The likely main impact on Google Analytics won’t be due to 3rd-party cookie blocking, but an overall increase “in any cookie” and script blocking can be expected from major browsers and add ons.
As for how it works with your Google Ads attribution, Google Ads does integrate natively with GA. Meaning, the attribution for Google Ads campaigns doesn't rely solely on the 1st-party cookies and is more "aggressive" than other platforms. Consequently, more attribution credit is given to Google Ads than other marketing channels.
If you'd like to learn more, read here.
Is there any way to still understand my user journeys?
Understanding user journeys is already becoming increasingly challenging, especially the longer the journey is. The reason for this is cookies can expire or be removed after a certain amount of time.
The alternative to a full breakdown of user journeys here is mathematical modeling or correlational analysis.
Modeling involves taking what information we do know and using this to predict behavior where we don't have tracking. Google and Facebook are already working on this solution.
For marketers wanting to understand the impact of different channels on the final conversion, consider trying correlation analysis.

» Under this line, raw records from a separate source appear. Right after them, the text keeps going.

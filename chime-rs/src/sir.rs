use crate::error::{ModelError, non_negative};

#[derive(Debug, Clone, Copy, PartialEq, Default)]
pub struct EpidemicState {
    pub susceptible: f64,
    pub infected: f64,
    pub recovered: f64,
}

impl EpidemicState {
    pub fn new(susceptible: f64, infected: f64, recovered: f64) -> Self {
        Self {
            susceptible,
            infected,
            recovered,
        }
    }

    pub fn total(&self) -> f64 {
        self.susceptible + self.infected + self.recovered
    }

    pub fn as_tuple(&self) -> (f64, f64, f64) {
        (self.susceptible, self.infected, self.recovered)
    }

    /// Clamps every compartment at zero and rescales the three so they sum to
    /// `population`.
    ///
    /// Applied after each step to remove floating point drift, which keeps
    /// `S + I + R == N` for the whole run.
    pub fn renormalized(self, population: f64) -> Result<Self, ModelError> {
        let susceptible = self.susceptible.max(0.0);
        let infected = self.infected.max(0.0);
        let recovered = self.recovered.max(0.0);

        let total = susceptible + infected + recovered;
        if total == 0.0 {
            return Err(ModelError::ZeroPopulation { target: population });
        }
        let scale = population / total;

        Ok(Self {
            susceptible: susceptible * scale,
            infected: infected * scale,
            recovered: recovered * scale,
        })
    }

    fn validate(&self) -> Result<(), ModelError> {
        non_negative("susceptible", self.susceptible)?;
        non_negative("infected", self.infected)?;
        non_negative("recovered", self.recovered)?;
        Ok(())
    }
}

impl From<(f64, f64, f64)> for EpidemicState {
    fn from((susceptible, infected, recovered): (f64, f64, f64)) -> Self {
        Self::new(susceptible, infected, recovered)
    }
}

/// Transmission and recovery rates of the SIR model.
#[derive(Debug, Clone, Copy, PartialEq)]
pub struct RateParameters {
    /// Per-contact transmission rate.
    pub beta: f64,
    /// Recovery rate, the inverse of the infectious period.
    pub gamma: f64,
}

impl RateParameters {
    pub fn new(beta: f64, gamma: f64) -> Result<Self, ModelError> {
        non_negative("beta", beta)?;
        non_negative("gamma", gamma)?;
        if gamma == 0.0 {
            return Err(ModelError::domain("gamma", gamma, "> 0"));
        }
        Ok(Self { beta, gamma })
    }
}

/// Advances the compartments by one day.
///
/// `population` is the total the result is rescaled to; for a run this is
/// `S0 + I0 + R0`.
pub fn sir_step(
    state: EpidemicState,
    beta: f64,
    gamma: f64,
    population: f64,
) -> Result<EpidemicState, ModelError> {
    state.validate()?;
    non_negative("beta", beta)?;
    non_negative("gamma", gamma)?;
    non_negative("population", population)?;

    let EpidemicState {
        susceptible: s,
        infected: i,
        recovered: r,
    } = state;

    let next = EpidemicState {
        susceptible: -beta * s * i + s,
        infected: beta * s * i - gamma * i + i,
        recovered: gamma * i + r,
    };
    next.renormalized(population)
}
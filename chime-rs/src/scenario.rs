use serde::Deserialize;
use tracing::info;

use crate::admissions::{AdmissionsBasis, AdmissionsProjection, project_admissions};
use crate::census::{CensusProjection, project_census};
use crate::error::{ModelError, non_negative};
use crate::parameters::{DerivedParameters, ScenarioInputs, derive_parameters};
use crate::schedule::{PolicyPhase, PolicySchedule, Transmission};
use crate::simulation::{SimulationResult, simulate};

/// A future change in social contact, lasting `days` days.
#[derive(Debug, Clone, Copy, PartialEq, Deserialize)]
pub struct Intervention {
    pub relative_contact_rate: f64,
    pub days: usize,
}

#[derive(Debug, Clone, PartialEq, Default, Deserialize)]
#[serde(default)]
pub struct Scenario {
    #[serde(flatten)]
    pub inputs: ScenarioInputs,
    pub admissions_basis: AdmissionsBasis,
    /// Daily multiplicative decay of beta. Ignored when interventions are set.
    pub beta_decay: f64,
    /// Phases following the current contact rate, in order. The current rate
    /// holds for `current_phase_days` before the first one starts.
    pub interventions: Vec<Intervention>,
    pub current_phase_days: usize,
}

#[derive(Debug, Clone, PartialEq)]
pub struct ScenarioReport {
    pub parameters: DerivedParameters,
    pub simulation: SimulationResult,
    pub admissions: AdmissionsProjection,
    pub census: CensusProjection,
}

impl Scenario {
    pub fn new(inputs: ScenarioInputs) -> Self {
        Self {
            inputs,
            ..Default::default()
        }
    }

    /// How beta evolves for these inputs.
    pub fn transmission(&self, parameters: &DerivedParameters) -> Result<Transmission, ModelError> {
        let n_days = self.inputs.n_days;
        if !self.interventions.is_empty() {
            let mut phases = vec![PolicyPhase {
                beta: parameters.beta,
                days: self.current_phase_days,
            }];
            for intervention in &self.interventions {
                phases.push(PolicyPhase {
                    beta: parameters.beta_for_contact_rate(intervention.relative_contact_rate)?,
                    days: intervention.days,
                });
            }
            return Transmission::scheduled(parameters.gamma, PolicySchedule::new(phases)?);
        }
        if non_negative("beta_decay", self.beta_decay)? > 0.0 {
            let schedule = PolicySchedule::decaying(parameters.beta, self.beta_decay, n_days)?;
            return Transmission::scheduled(parameters.gamma, schedule);
        }
        Ok(parameters.rates().into())
    }

    pub fn run(&self) -> Result<ScenarioReport, ModelError> {
        let parameters = derive_parameters(&self.inputs)?;
        info!(
            beta = parameters.beta,
            gamma = parameters.gamma,
            r_t = parameters.r_t,
            initial_infections = parameters.initial_infections,
            "derived parameters"
        );

        let transmission = self.transmission(&parameters)?;
        let simulation = simulate(parameters.initial_state, &transmission, self.inputs.n_days)?;
        let admissions = project_admissions(
            &simulation,
            self.inputs.rates,
            self.inputs.market_share,
            self.admissions_basis,
        )?;
        let census = project_census(&admissions, self.inputs.length_of_stay)?;

        info!(n_days = self.inputs.n_days, "scenario projected");
        Ok(ScenarioReport {
            parameters,
            simulation,
            admissions,
            census,
        })
    }
}
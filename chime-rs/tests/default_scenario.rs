use approx::assert_abs_diff_eq;
use chime::{
    AdmissionsBasis, PolicySchedule, Scenario, ScenarioInputs, SimulationResult, Transmission,
    derive_parameters, project_admissions, project_census, simulate,
};

fn round(value: f64, places: i32) -> f64 {
    let factor = 10f64.powi(places);
    (value * factor).round() / factor
}

#[test]
fn default_scenario_final_state() {
    let inputs = ScenarioInputs::default();
    let p = derive_parameters(&inputs).unwrap();
    let result = simulate(p.initial_state, &p.rates().into(), inputs.n_days).unwrap();

    let (s0, i0, r0) = result.first().unwrap().as_tuple();
    assert_eq!(s0.round(), 4_119_405.0);
    assert_eq!(round(i0, 2), 533.33);
    assert_eq!(r0.round(), 0.0);

    let (s, i, r) = result.last().unwrap().as_tuple();
    assert_eq!(round(s, 2), 3_421_436.31);
    assert_eq!(round(i, 2), 418_157.62);
    assert_eq!(round(r, 2), 280_344.40);
}

#[test]
fn zero_beta_decay_matches_constant_beta() {
    let inputs = ScenarioInputs::default();
    let p = derive_parameters(&inputs).unwrap();
    let constant = simulate(p.initial_state, &p.rates().into(), inputs.n_days).unwrap();

    let schedule = PolicySchedule::decaying(p.beta, 0.0, inputs.n_days).unwrap();
    let decaying = Transmission::scheduled(p.gamma, schedule).unwrap();
    let decayed = simulate(p.initial_state, &decaying, inputs.n_days).unwrap();

    assert_eq!(constant, decayed);
    let columns = decayed.to_columns();
    assert_eq!(round(*columns.susceptible.last().unwrap(), 2), 3_421_436.31);
    assert_eq!(round(*columns.infected.last().unwrap(), 2), 418_157.62);
    assert_eq!(round(*columns.recovered.last().unwrap(), 2), 280_344.40);
}

#[test]
fn default_scenario_admissions() {
    let scenario = Scenario::default();
    let report = scenario.run().unwrap();
    let chart = report.admissions.head(scenario.inputs.n_days as i64 - 10);

    assert_eq!(chart.len(), 50);
    assert!(chart.rows()[1].admits.hospitalized < 1.0);
    assert_eq!(chart.rows()[49].admits.icu.round(), 43.0);
}

#[test]
fn new_infection_basis_admits_more() {
    let growth = Scenario::default().run().unwrap();
    let flow = Scenario {
        admissions_basis: AdmissionsBasis::NewInfections,
        ..Default::default()
    }
    .run()
    .unwrap();
    assert!(flow.admissions.rows()[49].admits.icu > growth.admissions.rows()[49].admits.icu);
    assert_eq!(flow.simulation, growth.simulation);
}

#[test]
fn census_tracks_length_of_stay() {
    let report = Scenario::default().run().unwrap();
    let admits = report.admissions.rows();
    let day = 40;
    let expected: f64 = admits[day - 8..=day].iter().map(|r| r.admits.icu).sum();
    assert_abs_diff_eq!(report.census.rows()[day].census.icu, expected, epsilon = 1e-9);
}

#[test]
fn empty_projection_for_non_positive_horizon() {
    let inputs = ScenarioInputs::default();
    let admissions = project_admissions(
        &SimulationResult::empty(),
        inputs.rates,
        inputs.market_share,
        AdmissionsBasis::default(),
    )
    .unwrap();
    assert!(admissions.is_empty());
    assert!(admissions.head(-1).is_empty());
    assert!(
        project_census(&admissions, inputs.length_of_stay)
            .unwrap()
            .is_empty()
    );
}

For example, looking at how conversions were impacted when you increased spend in a specific channel.
How should I prepare for the death of third-party cookies?
Continue to build strong relationships with your customers from the data you own.
Find out what first-party data you’re collecting today and what information you’ll need to strengthen customer relations.
Ensure the data you collect benefits your customer, that you’ve got active consent, and that you safeguard their data and privacy.
Leverage first-party data to create personalized and highly targeted customer experiences. For example, welcome a customer to your website, give them recommended products and services based on their shown interest, and send them a cart abandonment reminder, etc.